Aakash carried out postdoctoral research with Dr Anthony Roberts at Birkbeck, University of London, and later at the Sir William Dunn School of Pathology, University of Oxford. There, he combined genome editing, advanced microscopy, biochemistry and cryo-electron microscopy to study the molecular machinery that builds and regulates cilia. His contributions were recognised with both a Pathway to Independence Grant and an Excellence Award from the University of Oxford.

In 2026, Aakash established the Mukhopadhyay Laboratory in the Department of Pathology at the University of Cambridge and became a Fellow of Christ’s College. His research combines cell biology, biochemistry and structural biology to understand how fundamental cellular machinery is adapted across diverse pathogens. He also serves the scientific community through editorial and peer-review activities for leading journals in cell and molecular biology.

Research

The Mukhopadhyay Lab investigates how eukaryotic pathogens adapt conserved cellular machinery to survive, spread and interact with their hosts. Our research focuses on cilia and flagella – specialised organelles that drive movement, environmental sensing and cell–cell interactions across the eukaryotic kingdom.

We study trypanosomatid parasites, including Leishmania and Trypanosoma, which cause significant human disease worldwide. These organisms depend on a single multifunctional flagellum throughout their life cycles, using it to navigate diverse environments and respond to changing conditions within both insect and mammalian hosts.
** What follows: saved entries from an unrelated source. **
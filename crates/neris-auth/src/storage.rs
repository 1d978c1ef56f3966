//! Token cache file I/O.
//!
//! Reads and writes `{dir}/tokens.json` with secure file permissions (0o600).

use std::io::Write;
use std::path::{Path, PathBuf};

use serde::{Deserialize, Serialize};

use crate::errors::AuthError;
use crate::types::{ProviderConfig, TokenSet};

/// Cache file name.
const CACHE_FILE_NAME: &str = "tokens.json";

/// Supported on-disk format version.
const CACHE_VERSION: u32 = 1;

/// On-disk cache entry.
#[derive(Debug, Serialize, Deserialize)]
#[serde(rename_all = "camelCase")]
struct CacheEntry {
    version: u32,
    provider: ProviderConfig,
    subject: String,
    #[serde(flatten)]
    tokens: TokenSet,
    last_updated: String,
}

/// File-backed cache of one interactive session's [`TokenSet`].
#[derive(Clone, Debug)]
pub struct TokenCache {
    path: PathBuf,
}

impl TokenCache {
    /// Cache stored under `dir`.
    pub fn new(dir: impl AsRef<Path>) -> Self {
        Self {
            path: dir.as_ref().join(CACHE_FILE_NAME),
        }
    }

    /// Path of the cache file.
    pub fn path(&self) -> &Path {
        &self.path
    }

    /// Load the cached token set, whoever it belongs to.
    ///
    /// Returns `None` if the file doesn't exist or is invalid.
    pub fn load(&self) -> Option<TokenSet> {
        self.read_entry().map(|entry| entry.tokens)
    }

    /// Load the cached token set only if it was written for this provider
    /// and subject.
    pub fn load_for(&self, provider: &ProviderConfig, subject: &str) -> Option<TokenSet> {
        let entry = self.read_entry()?;
        if entry.provider != *provider || entry.subject != subject {
            tracing::debug!(
                path = %self.path.display(),
                "token cache belongs to another account, ignoring"
            );
            return None;
        }
        Some(entry.tokens)
    }

    /// Write the token set, replacing any previous entry.
    ///
    /// Creates parent directories if needed.
    pub fn save(
        &self,
        provider: &ProviderConfig,
        subject: &str,
        tokens: &TokenSet,
    ) -> Result<(), AuthError> {
        let entry = CacheEntry {
            version: CACHE_VERSION,
            provider: provider.clone(),
            subject: subject.to_string(),
            tokens: tokens.clone(),
            last_updated: chrono::Utc::now().to_rfc3339(),
        };

        if let Some(parent) = self.path.parent() {
            std::fs::create_dir_all(parent)?;
        }

        let json = serde_json::to_string_pretty(&entry)?;

        let mut options = std::fs::OpenOptions::new();
        let _ = options.write(true).create(true).truncate(true);
        #[cfg(unix)]
        {
            use std::os::unix::fs::OpenOptionsExt;
            let _ = options.mode(0o600);
        }
        let mut file = options.open(&self.path)?;

        // `mode` only applies on creation; tighten a file left by an older write.
        #[cfg(unix)]
        {
            use std::os::unix::fs::PermissionsExt;
            if let Err(e) = file.set_permissions(std::fs::Permissions::from_mode(0o600)) {
                tracing::warn!(path = %self.path.display(), error = %e, "failed to restrict token cache permissions");
            }
        }

        file.write_all(json.as_bytes())?;
        Ok(())
    }

    /// Delete the cache file. A missing file is not an error.
    pub fn clear(&self) -> Result<(), AuthError> {
        match std::fs::remove_file(&self.path) {
            Ok(()) => Ok(()),
            Err(e) if e.kind() == std::io::ErrorKind::NotFound => Ok(()),
            Err(e) => Err(e.into()),
        }
    }

    fn read_entry(&self) -> Option<CacheEntry> {
        let data = match std::fs::read_to_string(&self.path) {
            Ok(d) => d,
            Err(e) if e.kind() == std::io::ErrorKind::NotFound => return None,
            Err(e) => {
                tracing::warn!("failed to read token cache: {e}");
                return None;
            }
        };

        match serde_json::from_str::<CacheEntry>(&data) {
            Ok(entry) if entry.version == CACHE_VERSION => Some(entry),
            Ok(entry) => {
                tracing::warn!("unsupported token cache version: {}", entry.version);
                None
            }
            Err(e) => {
                tracing::warn!("failed to parse token cache: {e}");
                None
            }
        }
    }
}

// ─────────────────────────────────────────────────────────────────────────────
// Tests
// ─────────────────────────────────────────────────────────────────────────────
By combining cell biology, biochemistry, advanced imaging and structural biology, we seek to understand how flagella are assembled, maintained and regulated at the molecular level. A major focus of the lab is uncovering how intraflagellar transport systems and molecular motors build and control these organelles, and how these mechanisms have evolved in different organisms.

Our work aims to reveal fundamental principles of eukaryotic cell biology while identifying parasite-specific adaptations that could provide new opportunities for the development of future treatments against infectious diseases.